ただしその一方で、個人的には単なるそういった商売上のメリットだけで動いているのではないというロマンチックな期待もあります。「あの名作を埋もれさせてはいけない!」、「絶版のままプレイ機会が失われているのはもったいない!」というある種の使命感みたいなものがどこかに感じられるのは、やはり自分が過去のその名作に触れて、少なからぬ感動を得たからに違いありません。
長らく絶版だったりして入手の機会を得られなかった、あるいは復刻によって初めてプレイする機会を得たという人が増えれば、ボードゲームという趣味の魅力も増すというものです。ちなみに、そのほとんどを既に入手している身としては、残念ながらそういった「恩恵」はあまり受けれてはいないのですが(笑)、名作と呼ばれるような作品に再度スポットが当たるだけでも嬉しいので、この流れはどんどん続いていってくれたら良いですね。
ちなみに復刻は多くが小品(特にカードゲーム等)が多いのですが、これはやはりコストの問題でしょうか。徐々に大箱の割合も増えてきているので、この流れは大切にしていただきたいです。
それと、もしあなたが興味ある作品で未所有だったならば、復刻=即買いは基本です。またいつ絶版になるかわかりませんからw
-ドイツゲームという文化について
ブームの到来に関して、今一度この問題に触れる必要はあるのかなと。黒船来航(『カタンの開拓者』の日本語版発売)から約20年。「ドイツゲーム」という文化は日本にそれなりに上手く溶け込み、また同時に日本流の「アナログゲーム」として消化されていったのだと思います。その辺の詳しい歴史みたいなものは私よりもさらに上のマニア様が詳しく研究してくれると思いますけど、ようは文化というものはその国々で当然のように変化するわけで、日本流の「アナログゲーム」という姿が形成されつつある現在(いま)は、これは当然洗練されたあとの形であり、まさにマジョリティなんですよね。
また本国のドイツであっても、当然にスタイルはどんどんと変化しているわけで、世界的な視点から見ても、日本なりの消化の仕方が必ずしも特異なものであったとは言えない部分も多いと感じます(この辺は有名な賞に選ばれたりノミネートをされたりしている作品の流れから推察できるかもしれません)。

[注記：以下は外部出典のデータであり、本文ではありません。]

//! Per-choice aggregate and the reward accumulator behind contributor fees.
//!
//! Every vote on a choice that already has shareholders pays a contributor
//! fee to all of them, in proportion to their shares. Nobody is iterated:
//! the fee only moves two global values,
//!
//! - `acc_reward_per_share`: the classic reward-per-share accumulator.
//! - `index`: a cumulative [`RewardIndex`]. Realised rewards become tokens,
//!   and tokens earn shares in every later cycle, so a holder's balance is a
//!   linear function of what it held when it was last settled. The index
//!   records that function for the whole choice.
//!
//! Holders are stored as [`Holding`] units: the balance they would have had
//! at the start of the epoch. Their balance now is `index.value(units)`. The
//! aggregate keeps the sum of all holders' units, so the choice totals are
//! the same linear function of that sum: what the holders own, up to the
//! rounding of each holder's fixed-point balance. Holders settle lazily the
//! next time they are touched (see `position::catch_up`).
//!
//! Index entries grow with every cycle and distribution. Once one passes
//! `SCALE * INDEX_LIMIT` the aggregate closes the epoch: units are restated
//! as the balances they stand for and the index restarts from identity.

use soroban_sdk::{contracttype, Env, I256};

use crate::error::ArenaError;
use crate::storage::{INDEX_LIMIT, PRECISION, SCALE};
use crate::types::PositionSnapshot;

fn wide(env: &Env, value: i128) -> I256 {
    I256::from_i128(env, value)
}

/// `num / den` rounded towards negative infinity. `den` must be positive.
fn div_floor(env: &Env, num: &I256, den: &I256) -> I256 {
    let quotient = num.div(den);
    if quotient.mul(den) > *num {
        quotient.sub(&wide(env, 1))
    } else {
        quotient
    }
}

/// `num / den` rounded down when `sign` is not negative and up otherwise, so
/// the result times `sign` never exceeds `num * sign / den`.
fn div_against(env: &Env, num: &I256, den: &I256, sign: &I256) -> I256 {
    if *sign < wide(env, 0) {
        wide(env, 0).sub(&div_floor(env, &wide(env, 0).sub(num), den))
    } else {
        div_floor(env, num, den)
    }
}

/// `num * scale / den` rounded up, without forming `num * scale`.
fn mul_div_ceil(env: &Env, num: &I256, scale: &I256, den: &I256) -> I256 {
    let quotient = div_floor(env, num, den);
    let remainder = num.sub(&quotient.mul(den));
    let fraction = remainder
        .mul(scale)
        .add(den)
        .sub(&wide(env, 1))
        .div(den);
    quotient.mul(scale).add(&fraction)
}

/// Tokens and shares in fixed point, scaled by [`PRECISION`].
#[contracttype]
#[derive(Clone, Debug, Eq, PartialEq)]
pub struct Holding {
    pub tokens: I256,
    pub shares: I256,
}

impl Holding {
    pub fn zero(env: &Env) -> Self {
        Holding {
            tokens: wide(env, 0),
            shares: wide(env, 0),
        }
    }

    pub fn from_whole(env: &Env, tokens: i128, shares: i128) -> Self {
        let precision = wide(env, PRECISION);
        Holding {
            tokens: wide(env, tokens).mul(&precision),
            shares: wide(env, shares).mul(&precision),
        }
    }

    /// Whole tokens and shares, fractions dropped.
    pub fn to_whole(&self, env: &Env) -> Result<(i128, i128), ArenaError> {
        let precision = wide(env, PRECISION);
        let tokens = div_floor(env, &self.tokens, &precision);
        let shares = div_floor(env, &self.shares, &precision);
        Ok((
            tokens.to_i128().ok_or(ArenaError::Overflow)?,
            shares.to_i128().ok_or(ArenaError::Overflow)?,
        ))
    }

    pub fn add(&self, other: &Holding) -> Holding {
        Holding {
            tokens: self.tokens.add(&other.tokens),
            shares: self.shares.add(&other.shares),
        }
    }

    pub fn sub(&self, other: &Holding) -> Holding {
        Holding {
            tokens: self.tokens.sub(&other.tokens),
            shares: self.shares.sub(&other.shares),
        }
    }
}

/// Cumulative 2x2 transfer from a holding at the start of the epoch to the
/// same holding now, scaled by [`SCALE`].
///
/// ```text
/// tokens_now = tokens_per_token * tokens_0 + tokens_per_share * shares_0
/// shares_now = shares_per_token * tokens_0 + shares_per_share * shares_0
/// ```
///
/// A rollover of `k` cycles adds `k` shares per token held; a distribution at
/// `rate` adds `rate` tokens per share held. Entries only grow.
#[contracttype]
#[derive(Clone, Debug, Eq, PartialEq)]
pub struct RewardIndex {
    pub tokens_per_token: I256,
    pub tokens_per_share: I256,
    pub shares_per_token: I256,
    pub shares_per_share: I256,
}

impl RewardIndex {
    pub fn identity(env: &Env) -> Self {
        RewardIndex {
            tokens_per_token: wide(env, SCALE),
            tokens_per_share: wide(env, 0),
            shares_per_token: wide(env, 0),
            shares_per_share: wide(env, SCALE),
        }
    }

    /// Apply `cycles` idle cycles.
    pub fn roll(&mut self, env: &Env, cycles: u64) {
        if cycles == 0 {
            return;
        }
        let k = wide(env, i128::from(cycles));
        self.shares_per_token = self.shares_per_token.add(&self.tokens_per_token.mul(&k));
        self.shares_per_share = self.shares_per_share.add(&self.tokens_per_share.mul(&k));
    }

    /// Apply a distribution of `rate` tokens per share, scaled by `SCALE`.
    ///
    /// Each entry is rounded so that `units` gain no more than the exact
    /// distribution would give them.
    pub fn credit(&mut self, env: &Env, rate: &I256, units: &Holding) {
        let scale = wide(env, SCALE);
        let per_token = div_against(
            env,
            &rate.mul(&self.shares_per_token),
            &scale,
            &units.tokens,
        );
        let per_share = div_against(
            env,
            &rate.mul(&self.shares_per_share),
            &scale,
            &units.shares,
        );
        self.tokens_per_token = self.tokens_per_token.add(&per_token);
        self.tokens_per_share = self.tokens_per_share.add(&per_share);
    }

    /// Balance now of a holding that was `units` at the start of the epoch.
    /// Rounds down.
    pub fn value(&self, env: &Env, units: &Holding) -> Holding {
        let scale = wide(env, SCALE);
        let tokens = self
            .tokens_per_token
            .mul(&units.tokens)
            .add(&self.tokens_per_share.mul(&units.shares));
        let shares = self
            .shares_per_token
            .mul(&units.tokens)
            .add(&self.shares_per_share.mul(&units.shares));
        Holding {
            tokens: div_floor(env, &tokens, &scale),
            shares: div_floor(env, &shares, &scale),
        }
    }

    /// Units whose [`value`](Self::value) covers `balance`, rounded up.
    pub fn units_for(&self, env: &Env, balance: &Holding) -> Result<Holding, ArenaError> {
        let det = self
            .tokens_per_token
            .mul(&self.shares_per_share)
            .sub(&self.tokens_per_share.mul(&self.shares_per_token));
        if det <= wide(env, 0) {
            return Err(ArenaError::StorageCorrupted);
        }
        let scale = wide(env, SCALE);
        let tokens = self
            .shares_per_share
            .mul(&balance.tokens)
            .sub(&self.tokens_per_share.mul(&balance.shares));
        let shares = self
            .tokens_per_token
            .mul(&balance.shares)
            .sub(&self.shares_per_token.mul(&balance.tokens));
        Ok(Holding {
            tokens: mul_div_ceil(env, &tokens, &scale, &det),
            shares: mul_div_ceil(env, &shares, &scale, &det),
        })
    }

    /// Whether any entry has passed `SCALE * INDEX_LIMIT`.
    pub fn exceeds_limit(&self, env: &Env) -> bool {
        let limit = wide(env, SCALE * INDEX_LIMIT);
        self.tokens_per_token > limit
            || self.tokens_per_share > limit
            || self.shares_per_token > limit
            || self.shares_per_share > limit
    }
}

/// Running state of one (topic, choice).
///
/// # Invariants
/// - the choice totals are `index.value(units)`, and `units` is the sum of
///   every live position's units, so the totals are what the positions hold
/// - `acc_reward_per_share` never decreases
/// - `dust` holds fixed-point tokens no position owns; whole tokens of it
///   are paid to the choice treasury
#[contracttype]
#[derive(Clone, Debug, Eq, PartialEq)]
pub struct ChoiceAggregate {
    pub units: Holding,
    pub acc_reward_per_share: I256,
    pub index: RewardIndex,
    /// Number of closed index epochs
    pub epoch: u32,
    pub dust: I256,
    pub last_cycle: u64,
    /// Live positions on this choice
    pub voters: u32,
}

impl ChoiceAggregate {
    pub fn new(env: &Env, cycle: u64) -> Self {
        ChoiceAggregate {
            units: Holding::zero(env),
            acc_reward_per_share: wide(env, 0),
            index: RewardIndex::identity(env),
            epoch: 0,
            dust: wide(env, 0),
            last_cycle: cycle,
            voters: 0,
        }
    }

    /// Fixed-point totals of the choice.
    pub fn totals(&self, env: &Env) -> Holding {
        self.index.value(env, &self.units)
    }

    /// Whether anyone holds at least one whole share.
    pub fn has_shares(&self, env: &Env) -> bool {
        self.totals(env).shares >= wide(env, PRECISION)
    }

    /// Roll the choice forward to `cycle`. Earlier cycles are a no-op.
    pub fn roll_to(&mut self, env: &Env, cycle: u64) {
        if cycle <= self.last_cycle {
            return;
        }
        self.index.roll(env, cycle - self.last_cycle);
        self.last_cycle = cycle;
    }

    /// Copy of the aggregate rolled to `cycle`, for read-only queries.
    pub fn projected(&self, env: &Env, cycle: u64) -> Self {
        let mut aggregate = self.clone();
        aggregate.roll_to(env, cycle);
        aggregate
    }

    /// Share `fee` among current shareholders. Returns the per-share rate.
    ///
    /// Holders receive what the index can express; the rest of the fee, or
    /// all of it when nobody holds a whole share, becomes dust.
    pub fn distribute(&mut self, env: &Env, fee: i128) -> I256 {
        let zero = wide(env, 0);
        if fee <= 0 {
            return zero;
        }
        let fee = wide(env, fee).mul(&wide(env, PRECISION));
        let before = self.totals(env);
        if before.shares < wide(env, PRECISION) {
            self.dust = self.dust.add(&fee);
            return zero;
        }

        let rate = fee.mul(&wide(env, SCALE)).div(&before.shares);
        if rate > zero {
            self.acc_reward_per_share = self.acc_reward_per_share.add(&rate);
            self.index.credit(env, &rate, &self.units);
        }
        let paid = self.totals(env).tokens.sub(&before.tokens);
        self.dust = self.dust.add(&fee.sub(&paid));
        rate
    }

    /// Start a new epoch once the index has grown past its limit. Units are
    /// restated as the balances they stand for and the index restarts from
    /// identity. Returns the closed epoch and the index it ended with.
    pub fn rebase(&mut self, env: &Env) -> Result<Option<(u32, RewardIndex)>, ArenaError> {
        if !self.index.exceeds_limit(env) {
            return Ok(None);
        }
        let closed = self.epoch;
        let index = self.index.clone();
        self.units = index.value(env, &self.units);
        self.index = RewardIndex::identity(env);
        self.epoch = closed.checked_add(1).ok_or(ArenaError::Overflow)?;
        Ok(Some((closed, index)))
    }

    /// Move a fixed-point token remainder into dust.
    pub fn add_dust(&mut self, tokens: &I256) {
        self.dust = self.dust.add(tokens);
    }

    /// Whole tokens of dust, removed from the aggregate. The fraction stays.
    pub fn take_dust(&mut self, env: &Env) -> Result<i128, ArenaError> {
        let precision = wide(env, PRECISION);
        if self.dust < precision {
            return Ok(0);
        }
        let whole = self.dust.div(&precision);
        self.dust = self.dust.sub(&whole.mul(&precision));
        whole.to_i128().ok_or(ArenaError::Overflow)
    }

    /// Remove a leaving position's units.
    pub fn release(&mut self, env: &Env, units: &Holding) -> Result<(), ArenaError> {
        let remaining = self.units.sub(units);
        let totals = self.index.value(env, &remaining);
        let zero = wide(env, 0);
        if totals.tokens < zero || totals.shares < zero {
            return Err(ArenaError::StorageCorrupted);
        }
        self.units = remaining;
        Ok(())
    }

    /// Once no position is left, move any leftover tokens into dust and
    /// clear the units.
    pub fn sweep_if_empty(&mut self, env: &Env) {
        if self.voters > 0 {
            return;
        }
        let leftover = self.totals(env).tokens;
        if leftover > wide(env, 0) {
            self.add_dust(&leftover);
        }
        self.units = Holding::zero(env);
    }

    pub fn snapshot(&self, env: &Env) -> Result<PositionSnapshot, ArenaError> {
        let (tokens, shares) = self.totals(env).to_whole(env)?;
        Ok(PositionSnapshot { tokens, shares })
    }
}
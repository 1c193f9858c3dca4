use soroban_sdk::contracterror;

#[contracterror]
#[derive(Copy, Clone, Debug, Eq, PartialEq, PartialOrd, Ord)]
#[repr(u32)]
pub enum ArenaError {
    /// Topic or choice does not exist
    InvalidReference = 1,
    /// Deposit is below the arena's minimum vote amount
    BelowMinimum = 2,
    /// Participant does not hold enough of the arena token
    InsufficientBalance = 3,
    /// Participant has not approved the arena for the deposit amount
    InsufficientAllowance = 4,
    /// Participant has no live position on the choice
    NoPosition = 5,
    /// Zero cycle duration, fee basis points above 10000 or non-positive minimum
    InvalidConfig = 6,
    /// Topic start time has not been reached
    NotStarted = 7,
    /// Vote or withdraw invoked while another one is in progress
    Reentrant = 8,
    /// Arithmetic overflow
    Overflow = 9,
    /// Only the arena admin can perform this action
    Unauthorized = 10,
    /// Storage layout is already at the current version
    AlreadyMigrated = 11,
    /// Critical storage data missing (contract state corrupted)
    StorageCorrupted = 12,
}
//! Deposit into a choice.

use soroban_sdk::{log, symbol_short, token, Address, Env};

use crate::accumulator::ChoiceAggregate;
use crate::cycle;
use crate::error::ArenaError;
use crate::fees;
use crate::position::{self, Position};
use crate::storage;
use crate::types::PositionSnapshot;

/// Pull `amount` from `participant` into `(topic_id, choice_id)`.
///
/// The external fee goes to the arena, topic and choice treasuries. The
/// contributor fee is shared among the choice's existing shareholders, or
/// returned to the depositor when nobody holds shares yet. The rest is added
/// to the participant's position.
///
/// The caller must have authorised `participant`.
pub fn vote(
    env: &Env,
    participant: &Address,
    topic_id: u32,
    choice_id: u32,
    amount: i128,
) -> Result<PositionSnapshot, ArenaError> {
    let config = storage::config(env)?;
    let topic = storage::topic(env, topic_id)?;
    let choice = storage::choice(env, topic_id, choice_id)?;

    if amount < config.min_vote_amount {
        return Err(ArenaError::BelowMinimum);
    }

    let now = cycle::topic_cycle(&topic, env.ledger().timestamp())?;
    let split = fees::split(
        amount,
        config.arena_fee_bps,
        topic.topic_fee_bps,
        choice.fee_bps,
        topic.contributor_fee_bps,
    )?;

    let token_client = token::Client::new(env, &config.token);
    let arena = env.current_contract_address();
    if token_client.balance(participant) < amount {
        return Err(ArenaError::InsufficientBalance);
    }
    if token_client.allowance(participant, &arena) < amount {
        return Err(ArenaError::InsufficientAllowance);
    }
    token_client.transfer_from(&arena, participant, &arena, &amount);

    let mut aggregate = storage::aggregate(env, topic_id, choice_id)
        .unwrap_or_else(|| ChoiceAggregate::new(env, now));
    aggregate.roll_to(env, now);
    storage::close_epoch(env, topic_id, choice_id, &mut aggregate)?;

    let mut position = match storage::position(env, topic_id, choice_id, participant) {
        Some(position) => position,
        None => {
            aggregate.voters = aggregate.voters.checked_add(1).ok_or(ArenaError::Overflow)?;
            Position::new(env, &aggregate)
        }
    };
    let closed = |epoch: u32| storage::closed_index(env, topic_id, choice_id, epoch);
    position::catch_up(env, &mut position, &mut aggregate, &closed)?;

    storage::credit(env, &config.treasury, split.arena)?;
    storage::credit(env, &topic.treasury, split.topic)?;

    let net = if aggregate.has_shares(env) {
        aggregate.distribute(env, split.contributor);
        storage::close_epoch(env, topic_id, choice_id, &mut aggregate)?;
        // Own share of the fee, from shares held before this deposit
        position::catch_up(env, &mut position, &mut aggregate, &closed)?;
        split.net
    } else {
        // Nobody to pay: the contributor slice stays with the depositor
        split
            .net
            .checked_add(split.contributor)
            .ok_or(ArenaError::Overflow)?
    };
    position::deposit(env, &mut position, &mut aggregate, net)?;

    let dust = aggregate.take_dust(env)?;
    let choice_credit = split.choice.checked_add(dust).ok_or(ArenaError::Overflow)?;
    storage::credit(env, &choice.treasury, choice_credit)?;

    storage::set_aggregate(env, topic_id, choice_id, &aggregate);
    storage::set_position(env, topic_id, choice_id, participant, &position);

    env.events().publish(
        (symbol_short!("vote"), topic_id, choice_id, participant.clone()),
        (amount, net, split.contributor),
    );
    log!(
        env,
        "vote: cycle {}, amount {}, net {}, position {}/{}",
        now,
        amount,
        net,
        position.tokens,
        position.shares
    );

    Ok(position.snapshot())
}
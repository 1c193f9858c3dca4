#![no_std]

mod accumulator;
mod cycle;
mod error;
mod fees;
mod position;
mod registry;
mod storage;
mod types;
mod vote;
mod withdraw;

use error::ArenaError;
use soroban_sdk::{contract, contractimpl, panic_with_error, symbol_short, Address, Env};
use storage::CURRENT_VERSION;
pub use types::{ArenaConfig, Choice, ChoiceParams, PositionSnapshot, Topic, TopicParams};

/// Voting Arena Contract
///
/// Participants stake the arena token on choices grouped under topics.
/// Stakes accrue time-weighted shares once per topic cycle, and a contributor
/// slice of every new stake is paid out to the choice's existing shareholders
/// in proportion to their shares.
///
/// Key features:
/// - Every operation is constant time, whatever the number of participants
/// - Fees are routed to arena, topic and choice treasuries as claimable credit
/// - Withdrawal closes the whole position, pending rewards included
#[contract]
pub struct Arena;

#[contractimpl]
impl Arena {
    /// Constructor: runs once at deployment.
    ///
    /// # Arguments
    /// * `admin` - Address allowed to run storage migrations
    /// * `token` - Token every vote is denominated in
    /// * `treasury` - Receives the arena fee
    /// * `arena_fee_bps` - Arena fee on every vote, in basis points
    /// * `min_vote_amount` - Smallest accepted vote
    pub fn __constructor(
        env: Env,
        admin: Address,
        token: Address,
        treasury: Address,
        arena_fee_bps: u32,
        min_vote_amount: i128,
    ) {
        let config = ArenaConfig {
            admin,
            token,
            treasury,
            arena_fee_bps,
            min_vote_amount,
        };
        if let Err(err) = Self::initialize(&env, &config) {
            panic_with_error!(&env, err);
        }
    }

    /// Create a topic. Anyone may create one; the creator must authorise.
    ///
    /// # Returns
    /// Id of the new topic
    pub fn create_topic(env: Env, creator: Address, params: TopicParams) -> Result<u32, ArenaError> {
        creator.require_auth();
        registry::create_topic(&env, &creator, &params)
    }

    /// Add a choice to a topic.
    ///
    /// # Returns
    /// Id of the new choice within the topic
    pub fn create_choice(
        env: Env,
        creator: Address,
        topic_id: u32,
        params: ChoiceParams,
    ) -> Result<u32, ArenaError> {
        creator.require_auth();
        registry::create_choice(&env, &creator, topic_id, &params)
    }

    /// Stake `amount` of the arena token on a choice.
    ///
    /// The participant must have approved the arena for at least `amount`.
    ///
    /// # Returns
    /// The participant's position after the deposit
    pub fn vote(
        env: Env,
        participant: Address,
        topic_id: u32,
        choice_id: u32,
        amount: i128,
    ) -> Result<PositionSnapshot, ArenaError> {
        storage::enter(&env)?;
        participant.require_auth();

        let snapshot = vote::vote(&env, &participant, topic_id, choice_id, amount)?;

        storage::exit(&env);
        Ok(snapshot)
    }

    /// Close the participant's position on a choice.
    ///
    /// # Returns
    /// Tokens credited to the participant's claimable balance
    pub fn withdraw(
        env: Env,
        participant: Address,
        topic_id: u32,
        choice_id: u32,
    ) -> Result<i128, ArenaError> {
        storage::enter(&env)?;
        participant.require_auth();

        let amount = withdraw::withdraw(&env, &participant, topic_id, choice_id)?;

        storage::exit(&env);
        Ok(amount)
    }

    /// Participant's position on a choice at the current cycle, pending
    /// rewards included. Returns zeros when there is no position.
    pub fn aggregated_position(
        env: Env,
        topic_id: u32,
        choice_id: u32,
        participant: Address,
    ) -> Result<PositionSnapshot, ArenaError> {
        let topic = storage::topic(&env, topic_id)?;
        storage::choice(&env, topic_id, choice_id)?;

        let Some(aggregate) = storage::aggregate(&env, topic_id, choice_id) else {
            return Ok(Self::empty_snapshot());
        };
        let Some(position) = storage::position(&env, topic_id, choice_id, &participant) else {
            return Ok(Self::empty_snapshot());
        };

        let now = cycle::topic_cycle(&topic, env.ledger().timestamp())?;
        let aggregate = aggregate.projected(&env, now);
        let closed = |epoch: u32| storage::closed_index(&env, topic_id, choice_id, epoch);
        position::projected(&env, &position, &aggregate, &closed)
    }

    /// Totals of a choice at the current cycle.
    pub fn choice_summary(
        env: Env,
        topic_id: u32,
        choice_id: u32,
    ) -> Result<PositionSnapshot, ArenaError> {
        let topic = storage::topic(&env, topic_id)?;
        storage::choice(&env, topic_id, choice_id)?;

        let Some(aggregate) = storage::aggregate(&env, topic_id, choice_id) else {
            return Ok(Self::empty_snapshot());
        };

        let now = cycle::topic_cycle(&topic, env.ledger().timestamp())?;
        aggregate.projected(&env, now).snapshot(&env)
    }

    pub fn arena_info(env: Env) -> Result<ArenaConfig, ArenaError> {
        storage::config(&env)
    }

    pub fn topic_info(env: Env, topic_id: u32) -> Result<Topic, ArenaError> {
        storage::topic(&env, topic_id)
    }

    pub fn choice_info(env: Env, topic_id: u32, choice_id: u32) -> Result<Choice, ArenaError> {
        storage::choice(&env, topic_id, choice_id)
    }

    pub fn topic_count(env: Env) -> u32 {
        storage::topic_count(&env)
    }

    /// Cycle index of the topic at the current ledger time.
    pub fn current_cycle(env: Env, topic_id: u32) -> Result<u64, ArenaError> {
        let topic = storage::topic(&env, topic_id)?;
        cycle::topic_cycle(&topic, env.ledger().timestamp())
    }

    /// Credit accumulated by an address from fees, withdrawals and dust.
    pub fn claimable_balance(env: Env, address: Address) -> i128 {
        storage::claimable(&env, &address)
    }

    /// Storage layout version of this deployment.
    pub fn version(env: Env) -> u32 {
        storage::version(&env)
    }

    /// Bring an older storage layout up to the current version (admin only).
    ///
    /// # Returns
    /// The version now in storage
    pub fn migrate(env: Env, admin: Address) -> Result<u32, ArenaError> {
        let config = storage::config(&env)?;
        if admin != config.admin {
            return Err(ArenaError::Unauthorized);
        }
        admin.require_auth();

        let from = storage::version(&env);
        if from >= CURRENT_VERSION {
            return Err(ArenaError::AlreadyMigrated);
        }
        storage::set_version(&env, CURRENT_VERSION);

        env.events()
            .publish((symbol_short!("migrate"),), (from, CURRENT_VERSION));
        Ok(CURRENT_VERSION)
    }

    // --- Internal helpers ---

    fn initialize(env: &Env, config: &ArenaConfig) -> Result<(), ArenaError> {
        if config.min_vote_amount <= 0 {
            return Err(ArenaError::InvalidConfig);
        }
        fees::validate_bps(&[config.arena_fee_bps])?;

        storage::set_config(env, config);
        storage::set_topic_count(env, 0);
        storage::set_version(env, CURRENT_VERSION);
        Ok(())
    }

    fn empty_snapshot() -> PositionSnapshot {
        PositionSnapshot {
            tokens: 0,
            shares: 0,
        }
    }
}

一方で、まだそれでも「ドイツゲーム」という源流を愛し、そこを楽しむという人も少なからず存在しているのも事実だと思います。いまだに魅力的な作品はリリースされますし、世界的に愛好家も多いですし、(マニアの間で)評価もきちんとされてます。
しかし、サークルを運営する身としては、これは難しい問題でもあるんですよね。従来のコアな「ドイツゲーム」ファンと、洗練された日本流の「アナログゲーム」ファンに対しては、自ずと準備する(提供すべき)作品が異なってきてしまいます。
今現在は恐らく多くのゲームサークルで「同時並行型」が主流なのでしょうけど、近い将来、その辺は大きな舵取りが求められるような気がしてなりません。そして「アナログゲーム」から「シミュレーションゲーム」が切り離されていったように、「ドイツゲーム」もそろそろ1つの独立したジャンルとして切り離されていく時期に差し掛かっているのではないでしょうか。
-新作と旧作(名作)について
これ、最近の一番の悩みです。
昨年あたりから、仕事とプライベートが極端に忙しくなって、ボードゲームを遊ぶ機会を得るのに非常に苦労してます。オープンな例会よりもプライベートのゲーム会の割合が極端に増え、同時に卓を囲む面子も段々と固定化されつつあります。
その結果どうなったかというと、新作よりも旧作(名作)を遊ぶ機会がメチャメチャ増えてきました。
その理由は
単純に旧作の面白さが安定しているからです。
正直新作は当たり外れが大きいと思います。楽しいセッションもあれば、つまらないセッションもある。この趣味にかかわってきた歴史が長ければ長いほど、(目が肥えて=過去の名作の面白さと比較して)面白い作品に出逢う確率も減りますし、なにより貴重な時間を無駄にしてしまいます(どんな作品であっても基本楽しい時間を仲間と共有するのですから必ずしも無駄ではないんですけどね^^;)。
もちろんつまらない作品を遊んでこそ、(たまに出会う)面白い作品の魅力が分かるという部分はあると思いますし、多くの作品に触れてこそ、自分好みの作品に出逢えるんだという部分も理解できます。でもわざわざそのコントラストを生むために、貴重なプレイ機会を1つ消費するのは非常にもったいなく感じるようになってきました。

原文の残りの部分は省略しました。